Where the listing below has a line with "let submitter = submitter.clone();", write out exactly that line and every line after it, stopping after the line with "self.submitter.submit_pause()".

========================================

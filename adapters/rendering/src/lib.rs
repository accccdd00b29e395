#![deny(
    unsafe_code,
    missing_docs,
    dead_code,
    unused_results,
    non_snake_case,
    unreachable_pub
)]

//! Shared rendering contracts for Motion Maze adapters.
//!
//! Rendering is a pure projection of a [`GameSnapshot`]: a text [`Frame`]
//! showing walls and occupants, and a [`StatusReport`] summarising the
//! player for periodic telemetry. Backends decide where the output goes.

use std::{
    fmt,
    io::{self, Write},
};

use anyhow::{Context, Result as AnyResult};
use motion_maze_core::{
    CellCoord, CellWalls, GameSnapshot, GameStateKind, MazeSnapshot, ObstacleKind, PowerUpKind,
    StatusEffect,
};
use serde::Serialize;

const CORNER: char = '+';
const HORIZONTAL_WALL: &str = "---";
const VERTICAL_WALL: char = '|';
const OPEN_HORIZONTAL: &str = "   ";
const OPEN_VERTICAL: char = ' ';

/// Glyph drawn for the player.
pub const PLAYER_GLYPH: char = '@';
/// Glyph drawn for the finish cell.
pub const FINISH_GLYPH: char = '#';
/// Glyph drawn for an empty cell.
pub const EMPTY_GLYPH: char = ' ';

/// Glyph drawn for a power-up of the provided kind.
#[must_use]
pub const fn power_up_glyph(kind: PowerUpKind) -> char {
    match kind {
        PowerUpKind::Health => '+',
        PowerUpKind::Speed => '>',
        PowerUpKind::Key => 'k',
        PowerUpKind::ScoreBoost => '$',
        PowerUpKind::Invincibility => '*',
    }
}

/// Glyph drawn for an obstacle of the provided kind.
#[must_use]
pub const fn obstacle_glyph(kind: ObstacleKind) -> char {
    match kind {
        ObstacleKind::Trap => 'x',
        ObstacleKind::Enemy => 'E',
        ObstacleKind::Pit => 'O',
        ObstacleKind::Fire => '^',
        ObstacleKind::Ice => '~',
    }
}

/// Text rendition of a maze, one string per output line.
#[derive(Clone, Debug, PartialEq, Eq)]
pub struct Frame {
    header: String,
    lines: Vec<String>,
}

impl Frame {
    /// Builds the frame for the provided snapshot.
    #[must_use]
    pub fn from_snapshot(snapshot: &GameSnapshot) -> Self {
        let header = format!(
            "level {} | {} | hp {} | score {}{}",
            snapshot.level,
            state_label(snapshot.state),
            snapshot.player.health,
            snapshot.player.score,
            if snapshot.player.has_key { " | key" } else { "" },
        );
        Self {
            header,
            lines: maze_lines(&snapshot.maze, snapshot.player.cell),
        }
    }

    /// Summary line printed above the maze.
    #[must_use]
    pub fn header(&self) -> &str {
        &self.header
    }

    /// Maze lines, top border first.
    #[must_use]
    pub fn lines(&self) -> &[String] {
        &self.lines
    }
}

impl fmt::Display for Frame {
    fn fmt(&self, f: &mut fmt::Formatter<'_>) -> fmt::Result {
        writeln!(f, "{}", self.header)?;
        for line in &self.lines {
            writeln!(f, "{line}")?;
        }
        Ok(())
    }
}

fn maze_lines(maze: &MazeSnapshot, player: CellCoord) -> Vec<String> {
    let columns = maze.dimensions.columns();
    let rows = maze.dimensions.rows();
    let walls = |column: u32, row: u32| {
        maze
            .walls_at(CellCoord::new(column, row))
            .unwrap_or(CellWalls::CLOSED)
    };

    let mut lines = Vec::with_capacity(rows as usize * 2 + 1);
    for row in 0..rows {
        let mut border = String::new();
        let mut body = String::new();
        for column in 0..columns {
            let cell = walls(column, row);
            border.push(CORNER);
            border.push_str(if cell.top {
                HORIZONTAL_WALL
            } else {
                OPEN_HORIZONTAL
            });

            body.push(if cell.left { VERTICAL_WALL } else { OPEN_VERTICAL });
            body.push(' ');
            body.push(glyph_at(maze, player, CellCoord::new(column, row)));
            body.push(' ');
        }
        border.push(CORNER);
        let east = columns
            .checked_sub(1)
            .map_or(true, |last| walls(last, row).right);
        body.push(if east { VERTICAL_WALL } else { OPEN_VERTICAL });
        lines.push(border);
        lines.push(body);
    }

    let mut bottom = String::new();
    for column in 0..columns {
        let south = rows
            .checked_sub(1)
            .map_or(true, |last| walls(column, last).bottom);
        bottom.push(CORNER);
        bottom.push_str(if south {
            HORIZONTAL_WALL
        } else {
            OPEN_HORIZONTAL
        });
    }
    bottom.push(CORNER);
    lines.push(bottom);
    lines
}

fn glyph_at(maze: &MazeSnapshot, player: CellCoord, cell: CellCoord) -> char {
    if cell == player {
        PLAYER_GLYPH
    } else if let Some(kind) = maze.obstacle_at(cell) {
        obstacle_glyph(kind)
    } else if let Some(kind) = maze.power_up_at(cell) {
        power_up_glyph(kind)
    } else if cell == maze.finish {
        FINISH_GLYPH
    } else {
        EMPTY_GLYPH
    }
}

const fn state_label(state: GameStateKind) -> &'static str {
    match state {
        GameStateKind::Playing => "playing",
        GameStateKind::Paused => "paused",
        GameStateKind::GameOver => "game over",
        GameStateKind::Completed => "level complete",
    }
}

/// Periodic telemetry derived from a snapshot.
#[derive(Clone, Debug, PartialEq, Serialize)]
pub struct StatusReport {
    /// Active game state.
    pub state: GameStateKind,
    /// Current level.
    pub level: u32,
    /// Seconds of simulated time.
    pub clock_secs: f64,
    /// Player position.
    pub position: CellCoord,
    /// Player health.
    pub health: u32,
    /// Player score.
    pub score: i64,
    /// Whether the player holds a key.
    pub has_key: bool,
    /// Effects currently applied to the player.
    pub effects: Vec<StatusEffect>,
    /// Live power-ups in the maze.
    pub power_ups: usize,
    /// Live obstacles in the maze.
    pub obstacles: usize,
    /// Whether motion was seen since the last tick.
    pub motion_detected: bool,
}

impl StatusReport {
    /// Summarises the snapshot.
    #[must_use]
    pub fn from_snapshot(snapshot: &GameSnapshot) -> Self {
        Self {
            state: snapshot.state,
            level: snapshot.level,
            clock_secs: snapshot.clock.as_secs_f64(),
            position: snapshot.player.cell,
            health: snapshot.player.health,
            score: snapshot.player.score,
            has_key: snapshot.player.has_key,
            effects: snapshot.player.status.active().collect(),
            power_ups: snapshot.maze.power_ups.len(),
            obstacles: snapshot.maze.obstacles.len(),
            motion_detected: snapshot.motion_detected,
        }
    }
}

impl fmt::Display for StatusReport {
    fn fmt(&self, f: &mut fmt::Formatter<'_>) -> fmt::Result {
        write!(
            f,
            "[{:>7.1}s] {} level {} at ({}, {}) hp {} score {} key {} power-ups {} obstacles {}",
            self.clock_secs,
            state_label(self.state),
            self.level,
            self.position.column(),
            self.position.row(),
            self.health,
            self.score,
            if self.has_key { "yes" } else { "no" },
            self.power_ups,
            self.obstacles,
        )?;
        if !self.effects.is_empty() {
            write!(f, " effects {:?}", self.effects)?;
        }
        Ok(())
    }
}

/// Destination for rendered frames.
pub trait RenderingBackend {
    /// Presents a frame.
    fn present(&mut self, frame: &Frame) -> AnyResult<()>;
}

/// Backend that writes frames as plain text.
#[derive(Debug)]
pub struct TextBackend<W> {
    writer: W,
}

impl<W: Write> TextBackend<W> {
    /// Wraps the provided writer.
    #[must_use]
    pub const fn new(writer: W) -> Self {
        Self { writer }
    }

    /// Releases the writer.
    pub fn into_inner(self) -> W {
        self.writer
    }
}

impl TextBackend<io::Stdout> {
    /// Backend writing to standard output.
    #[must_use]
    pub fn stdout() -> Self {
        Self::new(io::stdout())
    }
}

impl<W: Write> RenderingBackend for TextBackend<W> {
    fn present(&mut self, frame: &Frame) -> AnyResult<()> {
        write!(self.writer, "{frame}").context("failed to write maze frame")?;
        self.writer.flush().context("failed to flush maze frame")
    }
}

#[cfg(test)]
mod tests {
    use std::time::Duration;

    use motion_maze_core::{
        MazeDimensions, ObstacleSnapshot, PlayerSnapshot, PowerUpSnapshot, StatusFlags,
    };

    use super::*;

    fn open(top: bool, right: bool, bottom: bool, left: bool) -> CellWalls {
        CellWalls {
            top,
            right,
            bottom,
            left,
        }
    }

    // 2x2 maze with passages (0,0)-(1,0) and (1,0)-(1,1).
    fn snapshot() -> GameSnapshot {
        GameSnapshot {
            state: GameStateKind::Playing,
            level: 1,
            clock: Duration::from_millis(2500),
            motion_detected: false,
            maze: MazeSnapshot {
                dimensions: MazeDimensions::new(2, 2),
                level: 1,
                start: CellCoord::new(0, 0),
                finish: CellCoord::new(1, 1),
                walls: vec![
                    open(true, false, true, true),
                    open(true, true, false, false),
                    open(true, true, true, true),
                    open(false, true, true, true),
                ],
                power_ups: vec![PowerUpSnapshot {
                    cell: CellCoord::new(1, 0),
                    kind: PowerUpKind::Key,
                }],
                obstacles: vec![ObstacleSnapshot {
                    cell: CellCoord::new(0, 1),
                    kind: ObstacleKind::Fire,
                }],
            },
            player: PlayerSnapshot {
                cell: CellCoord::new(0, 0),
                health: 80,
                score: 35,
                has_key: false,
                status: StatusFlags {
                    hastened: Some(Duration::from_secs(7)),
                    ..StatusFlags::default()
                },
            },
        }
    }

    #[test]
    fn frame_draws_walls_and_occupants() {
        let frame = Frame::from_snapshot(&snapshot());

        assert_eq!(
            frame.lines(),
            &[
                "+---+---+".to_owned(),
                "| @   k |".to_owned(),
                "+---+   +".to_owned(),
                "| ^ | # |".to_owned(),
                "+---+---+".to_owned(),
            ]
        );
        assert_eq!(frame.header(), "level 1 | playing | hp 80 | score 35");
    }

    #[test]
    fn text_backend_writes_header_and_maze() {
        let mut backend = TextBackend::new(Vec::new());
        backend
            .present(&Frame::from_snapshot(&snapshot()))
            .expect("present");

        let text = String::from_utf8(backend.into_inner()).expect("utf8");
        assert!(text.starts_with("level 1 | playing"));
        assert_eq!(text.lines().count(), 6);
    }

    #[test]
    fn status_report_lists_active_effects() {
        let report = StatusReport::from_snapshot(&snapshot());

        assert_eq!(report.effects, vec![StatusEffect::Hastened]);
        assert_eq!(report.power_ups, 1);
        assert_eq!(report.obstacles, 1);
        assert!(report.to_string().contains("effects [Hastened]"));

        let json = serde_json::to_value(&report).expect("json");
        assert_eq!(json["state"], "Playing");
        assert_eq!(json["health"], 80);
        assert_eq!(json["clock_secs"], 2.5);
    }
}
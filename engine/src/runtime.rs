//! Serialized single-consumer runtime around an [`Engine`].
//!
//! Every producer funnels signals into one channel drained by a single worker
//! thread, so each command resolves atomically and in submission order. An
//! optional tick driver feeds `Tick` commands at a fixed cadence without ever
//! queueing more than one of them.
//!
//! Producers send while holding a read guard on the open flag; shutdown closes
//! the flag and enqueues its marker under the write guard, so every accepted
//! signal sits ahead of the marker and is resolved.

use std::{
    sync::{
        atomic::{AtomicBool, Ordering},
        mpsc::{self, Receiver, Sender},
        Arc, PoisonError, RwLock,
    },
    thread::{self, JoinHandle},
    time::{Duration, Instant},
};

use motion_maze_core::{CellCoord, Command, Direction, GameSnapshot};
use tracing::{debug, info};

use crate::{Engine, EngineError};

enum Signal {
    Command(Command),
    Tick(Duration),
    Snapshot(Sender<GameSnapshot>),
    Shutdown,
}

/// Cloneable entry point used by input sources to enqueue signals.
#[derive(Clone, Debug)]
pub struct Submitter {
    sender: Sender<Signal>,
    open: Arc<RwLock<bool>>,
}

impl Submitter {
    /// Enqueues a command for resolution.
    pub fn submit(&self, command: Command) -> Result<(), EngineError> {
        self.send(Signal::Command(command))
    }

    /// Enqueues a movement signal.
    pub fn submit_movement(&self, direction: Direction) -> Result<(), EngineError> {
        self.submit(Command::Move { direction })
    }

    /// Enqueues a button press.
    pub fn submit_button_press(&self) -> Result<(), EngineError> {
        self.submit(Command::PressButton)
    }

    /// Enqueues a motion trigger.
    pub fn submit_motion_trigger(&self) -> Result<(), EngineError> {
        self.submit(Command::TriggerMotion)
    }

    /// Enqueues a pause request.
    pub fn submit_pause(&self) -> Result<(), EngineError> {
        self.submit(Command::Pause)
    }

    /// Enqueues a direct reposition of the player.
    pub fn submit_teleport(&self, cell: CellCoord) -> Result<(), EngineError> {
        self.submit(Command::Teleport { cell })
    }

    /// Requests a snapshot, answered by the worker between resolutions.
    pub fn snapshot(&self) -> Result<GameSnapshot, EngineError> {
        let (reply, response) = mpsc::channel();
        self.send(Signal::Snapshot(reply))?;
        response.recv().map_err(|_| EngineError::ShuttingDown)
    }

    fn send(&self, signal: Signal) -> Result<(), EngineError> {
        let open = self.open.read().unwrap_or_else(PoisonError::into_inner);
        if !*open {
            return Err(EngineError::ShuttingDown);
        }
        self.sender
            .send(signal)
            .map_err(|_| EngineError::ShuttingDown)
    }

    fn is_open(&self) -> bool {
        *self.open.read().unwrap_or_else(PoisonError::into_inner)
    }

    /// Closes the gate and enqueues the shutdown marker as one step.
    fn close(&self) {
        let mut open = self.open.write().unwrap_or_else(PoisonError::into_inner);
        if *open {
            *open = false;
            let _ = self.sender.send(Signal::Shutdown);
        }
    }
}

/// Running engine owned by a worker thread.
#[derive(Debug)]
pub struct EngineHandle {
    submitter: Submitter,
    worker: JoinHandle<Engine>,
    ticker: Option<JoinHandle<()>>,
}

impl EngineHandle {
    /// Moves the engine onto a worker thread.
    ///
    /// When `tick_interval` is provided a driver thread submits `Tick` commands
    /// carrying the real elapsed time at that cadence.
    pub fn spawn(engine: Engine, tick_interval: Option<Duration>) -> Self {
        let (sender, receiver) = mpsc::channel();
        let submitter = Submitter {
            sender,
            open: Arc::new(RwLock::new(true)),
        };
        let tick_pending = Arc::new(AtomicBool::new(false));

        let worker = {
            let tick_pending = Arc::clone(&tick_pending);
            thread::spawn(move || run_worker(engine, receiver, tick_pending))
        };

        let ticker = tick_interval.map(|interval| {
            let submitter = submitter.clone();
            thread::spawn(move || run_ticker(interval, &submitter, &tick_pending))
        });

        Self {
            submitter,
            worker,
            ticker,
        }
    }

    /// Cloneable submitter for input sources running on other threads.
    #[must_use]
    pub fn submitter(&self) -> Submitter {
        self.submitter.clone()
    }

    /// Enqueues a movement signal.
    pub fn submit_movement(&self, direction: Direction) -> Result<(), EngineError> {
        self.submitter.submit_movement(direction)
    }

    /// Enqueues a button press.
    pub fn submit_button_press(&self) -> Result<(), EngineError> {
        self.submitter.submit_button_press()
    }

    /// Enqueues a motion trigger.
    pub fn submit_motion_trigger(&self) -> Result<(), EngineError> {
        self.submitter.submit_motion_trigger()
    }

    /// Enqueues a pause request.
    pub fn submit_pause(&self) -> Result<(), EngineError> {
        self.submitter.submit_pause()
    }

    /// Enqueues a direct reposition of the player.
    pub fn submit_teleport(&self, cell: CellCoord) -> Result<(), EngineError> {
        self.submitter.submit_teleport(cell)
    }

    /// Pulls a snapshot of the committed state.
    pub fn snapshot(&self) -> Result<GameSnapshot, EngineError> {
        self.submitter.snapshot()
    }

    /// Stops accepting signals, drains what is queued and returns the engine.
    pub fn shutdown(self) -> Result<Engine, EngineError> {
        self.submitter.close();
        if let Some(ticker) = self.ticker {
            ticker.join().map_err(|_| EngineError::WorkerPanicked)?;
        }
        let engine = self.worker.join().map_err(|_| EngineError::WorkerPanicked)?;
        info!("engine_shutdown_complete");
        Ok(engine)
    }
}

fn run_worker(
    mut engine: Engine,
    receiver: Receiver<Signal>,
    tick_pending: Arc<AtomicBool>,
) -> Engine {
    info!("engine_worker_started");
    while let Ok(signal) = receiver.recv() {
        match signal {
            Signal::Command(command) => {
                debug!(?command, "command_received");
                let _ = engine.resolve(command);
            }
            Signal::Tick(dt) => {
                tick_pending.store(false, Ordering::Release);
                let _ = engine.resolve(Command::Tick { dt });
            }
            Signal::Snapshot(reply) => {
                let _ = reply.send(engine.snapshot());
            }
            Signal::Shutdown => break,
        }
    }
    info!("engine_worker_stopped");
    engine
}

fn run_ticker(interval: Duration, submitter: &Submitter, tick_pending: &AtomicBool) {
    let mut last = Instant::now();
    while submitter.is_open() {
        thread::sleep(interval);
        if tick_pending.swap(true, Ordering::AcqRel) {
            continue;
        }

        let now = Instant::now();
        let dt = now.duration_since(last);
        last = now;
        if submitter.send(Signal::Tick(dt)).is_err() {
            break;
        }
    }
}
use std::{
    io::{self, Write},
    sync::{Arc, Mutex},
};

use motion_maze_actuator::Panel;
use motion_maze_engine::Engine;
use motion_maze_world::WorldConfig;

#[derive(Clone, Default)]
struct SharedSink(Arc<Mutex<Vec<u8>>>);

impl Write for SharedSink {
    fn write(&mut self, buf: &[u8]) -> io::Result<usize> {
        self.0.lock().expect("sink lock").extend_from_slice(buf);
        Ok(buf.len())
    }

    fn flush(&mut self) -> io::Result<()> {
        Ok(())
    }
}

#[test]
fn dropping_the_engine_flushes_its_panel() {
    let sink = SharedSink::default();
    let mut engine = Engine::new(WorldConfig::new(11)).expect("engine");
    engine.set_actuator(Box::new(Panel::spawn(sink.clone())));

    let _ = engine.start();
    drop(engine);

    assert_eq!(
        *sink.0.lock().expect("sink lock"),
        vec![0x11, 0x23, 0x37, 0x11, 0x37]
    );
}
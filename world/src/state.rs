//! Game-level state machine.
//!
//! Every state interprets the same input signals. Handlers mutate the world
//! directly and return the state to transition into, if any; the caller
//! commits the transition and runs the entry hook.

use motion_maze_core::{CellCoord, Direction, Event, GameStateKind};
use rand::Rng;

use crate::World;

const BUTTON_SCORE: i64 = 10;
const MOTION_SCORE: i64 = 5;
const SPAWN_REQUEST_CHANCE: f64 = 0.3;

/// Active game state.
#[derive(Clone, Copy, Debug, PartialEq, Eq)]
pub(crate) enum GameState {
    Playing {
        /// Set by a motion trigger, cleared on the next tick.
        motion_detected: bool,
    },
    Paused,
    GameOver,
    Completed,
}

impl GameState {
    /// Fresh state for the provided tag.
    pub(crate) const fn entering(kind: GameStateKind) -> Self {
        match kind {
            GameStateKind::Playing => Self::Playing {
                motion_detected: false,
            },
            GameStateKind::Paused => Self::Paused,
            GameStateKind::GameOver => Self::GameOver,
            GameStateKind::Completed => Self::Completed,
        }
    }

    pub(crate) const fn kind(self) -> GameStateKind {
        match self {
            Self::Playing { .. } => GameStateKind::Playing,
            Self::Paused => GameStateKind::Paused,
            Self::GameOver => GameStateKind::GameOver,
            Self::Completed => GameStateKind::Completed,
        }
    }

    pub(crate) const fn motion_detected(self) -> bool {
        matches!(
            self,
            Self::Playing {
                motion_detected: true
            }
        )
    }

    pub(crate) fn on_enter(self, world: &World, out_events: &mut Vec<Event>) {
        match self {
            Self::GameOver => out_events.push(Event::GameOver {
                level: world.maze.level(),
                score: world.player.score(),
            }),
            Self::Completed => out_events.push(Event::LevelCompleted {
                level: world.maze.level(),
            }),
            Self::Playing { .. } | Self::Paused => {}
        }
    }

    pub(crate) fn on_move(
        self,
        world: &mut World,
        direction: Direction,
        out_events: &mut Vec<Event>,
    ) -> Option<GameStateKind> {
        match self {
            Self::Playing { .. } => world.resolve_movement(direction, out_events),
            Self::Paused | Self::GameOver | Self::Completed => None,
        }
    }

    pub(crate) fn on_button(
        self,
        world: &mut World,
        out_events: &mut Vec<Event>,
    ) -> Option<GameStateKind> {
        match self {
            Self::Playing { .. } => {
                world.player.add_score(BUTTON_SCORE);
                out_events.push(Event::ButtonAcknowledged);
                if world.rng.gen_bool(SPAWN_REQUEST_CHANCE) {
                    out_events.push(Event::SpawnRequested);
                }
                None
            }
            Self::Paused => Some(GameStateKind::Playing),
            Self::GameOver => {
                world.restart(out_events);
                Some(GameStateKind::Playing)
            }
            Self::Completed => {
                world.advance_level(out_events);
                Some(GameStateKind::Playing)
            }
        }
    }

    pub(crate) fn on_motion(
        self,
        world: &mut World,
        out_events: &mut Vec<Event>,
    ) -> Option<GameStateKind> {
        match self {
            Self::Playing { .. } => {
                world.player.add_score(MOTION_SCORE);
                world.state = Self::Playing {
                    motion_detected: true,
                };
                out_events.push(Event::MotionDetected);
                None
            }
            Self::Paused | Self::GameOver | Self::Completed => None,
        }
    }

    pub(crate) fn on_pause(self) -> Option<GameStateKind> {
        match self {
            Self::Playing { .. } => Some(GameStateKind::Paused),
            Self::Paused | Self::GameOver | Self::Completed => None,
        }
    }

    pub(crate) fn on_teleport(
        self,
        world: &mut World,
        cell: CellCoord,
        out_events: &mut Vec<Event>,
    ) -> Option<GameStateKind> {
        match self {
            Self::Playing { .. } => world.resolve_teleport(cell, out_events),
            Self::Paused | Self::GameOver | Self::Completed => None,
        }
    }

    pub(crate) fn on_tick(
        self,
        world: &mut World,
        out_events: &mut Vec<Event>,
    ) -> Option<GameStateKind> {
        match self {
            Self::Playing { .. } => {
                world.state = Self::Playing {
                    motion_detected: false,
                };
                world.sweep_lingering_obstacles(out_events)
            }
            Self::Paused | Self::GameOver | Self::Completed => None,
        }
    }
}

========================================

REPLY -
            let submitter = submitter.clone();
            thread::spawn(move || run_ticker(interval, &submitter, &tick_pending))
        });

        Self {
            submitter,
            worker,
            ticker,
        }
    }

    /// Cloneable submitter for input sources running on other threads.
    #[must_use]
    pub fn submitter(&self) -> Submitter {
        self.submitter.clone()
    }

    /// Enqueues a movement signal.
    pub fn submit_movement(&self, direction: Direction) -> Result<(), EngineError> {
        self.submitter.submit_movement(direction)
    }

    /// Enqueues a button press.
    pub fn submit_button_press(&self) -> Result<(), EngineError> {
        self.submitter.submit_button_press()
    }

    /// Enqueues a motion trigger.
    pub fn submit_motion_trigger(&self) -> Result<(), EngineError> {
        self.submitter.submit_motion_trigger()
    }

    /// Enqueues a pause request.
    pub fn submit_pause(&self) -> Result<(), EngineError> {
        self.submitter.submit_pause()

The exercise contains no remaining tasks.